**Exercise goal:** Your answer should repeat every line of the records below in which the word "found" appears.

Collected data:

[Start of Attachment]

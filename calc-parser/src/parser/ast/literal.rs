use crate::{
    parser::{
        error::{kind, Error},
        token::{Float, Int, Name},
        Parse,
        Parser,
    },
    tokenizer::TokenKind,
};
use std::ops::Range;

#[cfg(feature = "serde")]
use serde::{Deserialize, Serialize};

/// An integer literal, represented as a [`String`].
#[derive(Debug, Clone, PartialEq, Eq)]
#[cfg_attr(feature = "serde", derive(Serialize, Deserialize))]
pub struct LitInt {
    /// The value of the integer literal as a string.
    pub value: String,

    /// The region of the source code that this literal was parsed from.
    pub span: Range<usize>,
}

impl Parse for LitInt {
    fn parse(input: &mut Parser) -> Result<Self, Error> {
        input
            .try_parse::<Int>()
            .map(|int| Self {
                value: int.lexeme,
                span: int.span,
            })
    }
}

/// A floating-point literal, represented as a [`String`].
#[derive(Debug, Clone, PartialEq, Eq)]
#[cfg_attr(feature = "serde", derive(Serialize, Deserialize))]
pub struct LitFloat {
    /// The value of the floating-point literal as a string.
    pub value: String,

    /// The region of the source code that this literal was parsed from.
    pub span: Range<usize>,
}

impl Parse for LitFloat {
    fn parse(input: &mut Parser) -> Result<Self, Error> {
        input
            .try_parse::<Float>()
            .map(|float| Self {
                value: float.lexeme,
                span: float.span,
            })
    }
}

/// A symbol / identifier literal. Symbols name variables, constants, and functions.
#[derive(Debug, Clone, PartialEq, Eq)]
#[cfg_attr(feature = "serde", derive(Serialize, Deserialize))]
pub struct LitSym {
    /// The name of the symbol.
    pub name: String,

    /// The region of the source code that this literal was parsed from.
    pub span: Range<usize>,
}

impl Parse for LitSym {
    fn parse(input: &mut Parser) -> Result<Self, Error> {
        input
            .try_parse::<Name>()
            .map(|name| Self {
                name: name.lexeme,
                span: name.span,
            })
    }
}

/// Represents a literal value in an expression.
#[derive(Debug, Clone, PartialEq, Eq)]
#[cfg_attr(feature = "serde", derive(Serialize, Deserialize))]
pub enum Literal {
    /// An integer literal, such as `16`.
    Integer(LitInt),

    /// A floating-point literal, such as `3.14` or `.5`.
    Float(LitFloat),

    /// A symbol / identifier literal, such as `x` or `pi`.
    Symbol(LitSym),
}

impl Literal {
    /// Returns the span of the literal.
    pub fn span(&self) -> Range<usize> {
        match self {
            Literal::Integer(int) => int.span.clone(),
            Literal::Float(float) => float.span.clone(),
            Literal::Symbol(name) => name.span.clone(),
        }
    }
}

impl Parse for Literal {
    fn parse(input: &mut Parser) -> Result<Self, Error> {
        let token = input.next_token()?;
        match token.kind {
            TokenKind::Int => Ok(Literal::Integer(LitInt {
                value: token.lexeme.to_owned(),
                span: token.span,
            })),
            TokenKind::Float => Ok(Literal::Float(LitFloat {
                value: token.lexeme.to_owned(),
                span: token.span,
            })),
            TokenKind::Name => Ok(Literal::Symbol(LitSym {
                name: token.lexeme.to_owned(),
                span: token.span,
            })),
            found => Err(Error::new(token.span, kind::UnexpectedToken {
                expected: &[TokenKind::Int, TokenKind::Float, TokenKind::Name],
                found,
            })),
        }
    }
}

[End of Attachment]

**Final answer:**
            found => Err(Error::new(token.span, kind::UnexpectedToken {
                found,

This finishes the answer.